The survey found the best companies invest in helping leaders and managers communicate with their employees. They measure how effectively they are communicating. ”Companies that are less effective communicators are three times as likely as highly effective communicators to report having no formal measurement of communication effectiveness,” which proves once again that what gets measured gets done.

Watson Wyatt says successful firms:

• articulate the employee value proposition
• use social media to reach employees in real time
• treat their managers as a special audience
• focus on the customer
• measure behavior change and business outcomes

The term “employee value proposition” broadly refers to what employees can expect from the company and what the company expects from employees.

While Watson Wyatt defines this as pay, benefit, professional development and work environment. I would expand the definition of employee value proposition. As you know if you follow this column or have read my second book, Motivate Like a CEO, Communicate Your Strategic Vision and Inspire People to Act! (McGraw Hill 2009) I believe leaders need to connect people with purpose and passion toward a common goal. Once employees basic needs are met, you still must help them engage by harnessing their talent and skills and aligning them with the mission of the organization. As a leader, your success depends upon communicating and aligning the organization with a powerful purpose. Those who do make a huge impact on your company’s financial performance. It’s inevitable.

If you don’t believe you’re a ten on a scale of ten when it comes to communicating the value proposition, Watson Wyatt recommends that you “re-communicate” it to your employees. We are closing out a challenging year, where we’ve focused our communication on cost cutting, productivity and protecting the business; all necessary. However, now is a good time to get out and re-engage your employees in seeing how they can make great things happen next year. Talk about financial performance but then engage them by sparking their imagination and sharing your mission and goals. Harness the purpose and passion that will carry you into 2010 and improve your top line growth. People are ready and willing to get engaged and will respond to leaders who recognize their talent and encourage them to become part of the grand plan.

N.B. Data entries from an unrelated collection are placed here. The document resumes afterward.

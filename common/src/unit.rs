//! Marker types.

/// Marker type describing an entity creation.
#[derive(Clone, Copy, Debug)]
pub struct Creation;

/// Marker type describing an entity expiration.
#[derive(Clone, Copy, Debug)]
pub struct Expiration;

/// Marker type describing a requested moment of an entity.
#[derive(Clone, Copy, Debug)]
pub struct Request;
//! Read entities definitions.

pub mod doctor;
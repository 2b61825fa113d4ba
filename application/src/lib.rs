//! Application provides API for interacting with the [`Service`].

#![deny(
    nonstandard_style,
    rust_2018_idioms,
    rustdoc::all,
    trivial_casts,
    trivial_numeric_casts,
    unsafe_code
)]
#![forbid(non_ascii_idents)]
#![warn(
    clippy::allow_attributes,
    clippy::allow_attributes_without_reason,
    clippy::pedantic,
    clippy::wildcard_enum_match_arm,
    deprecated_in_future,
    missing_copy_implementations,
    missing_debug_implementations,
    missing_docs,
    unreachable_pub,
    unused_crate_dependencies,
    unused_import_braces,
    unused_labels,
    unused_lifetimes,
    unused_qualifications,
    unused_results
)]

pub mod api;
pub mod args;
pub mod config;
mod context;
pub mod error;

use std::sync::Arc;

use axum::{
    extract::WebSocketUpgrade,
    response::{IntoResponse, Response},
    Extension, Json,
};
use derive_more::Debug;
use juniper::{http::GraphQLBatchResponse, DefaultScalarValue, ScalarValue};
use juniper_axum::{extract::JuniperRequest, subscriptions};
use juniper_graphql_ws::ConnectionConfig;
// Used in binary.
use axum_client_ip as _;
use refinery as _;
use tower_http as _;
use tracing_subscriber as _;

pub use self::{
    args::Args,
    config::Config,
    context::{Context, Session},
    error::{AsError, Error},
};

/// [`Service`] with filled infrastructure dependencies.
///
/// [`Service`]: service::Service
pub type Service = service::Service<service::infra::Postgres>;

/// [`juniper`] GraphQL response.
#[derive(Debug)]
pub struct JuniperResponse<S = DefaultScalarValue>
where
    S: ScalarValue,
{
    /// Status code of the response.
    pub status_code: http::StatusCode,

    /// Underlying GraphQL response.
    #[debug(skip)]
    pub response: GraphQLBatchResponse<S>,
}

impl<S> IntoResponse for JuniperResponse<S>
where
    S: ScalarValue,
{
    fn into_response(self) -> Response {
        let Self {
            status_code,
            response,
        } = self;

        if response.is_ok() {
            Json(response).into_response()
        } else {
            (status_code, Json(response)).into_response()
        }
    }
}

/// GraphQL API handler.
pub async fn graphql(
    Extension(schema): Extension<Arc<api::Schema>>,
    context: Context,
    JuniperRequest(gql_request): JuniperRequest,
) -> JuniperResponse {
    JuniperResponse {
        status_code: context.error_status_code(),
        response: gql_request.execute(&*schema, &context).await,
    }
}

/// GraphQL subscriptions handler.
#[expect(
    clippy::unused_async,
    reason = "`async` is required to match signature"
)]
pub async fn subscriptions(
    Extension(schema): Extension<Arc<api::Schema>>,
    mut context: Context,
    ws: WebSocketUpgrade,
) -> Response {
    ws.protocols(["graphql-transport-ws", "graphql-ws"])
        .max_frame_size(1024)
        .max_message_size(1024)
        .write_buffer_size(512)
        .max_write_buffer_size(1024)
        .on_upgrade(move |socket| {
            subscriptions::serve_ws(socket, schema, move |vars| async move {
                context.apply_subscription_variables(&vars).map(|()| {
                    ConnectionConfig::new(context)
                        .with_max_in_flight_operations(10)
                })
            })
        })
}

Here are three steps you can take right now to make this happen:

• Get clear in your own mind what the value proposition is. Write it out and make sure that your top leaders agree. What is the mission and purpose that drives your business forward and will engage your employees?
• Include the employee value proposition in all communications. This includes your end of year performance presentation, end of year performance reviews, emails, and informal conversations.
• Create a robust feedback loop. This will help you monitor whether employees are getting the employee value proposition message. You can do this formally through surveys and informally through brown bag lunches, off-site planning meetings and conversations.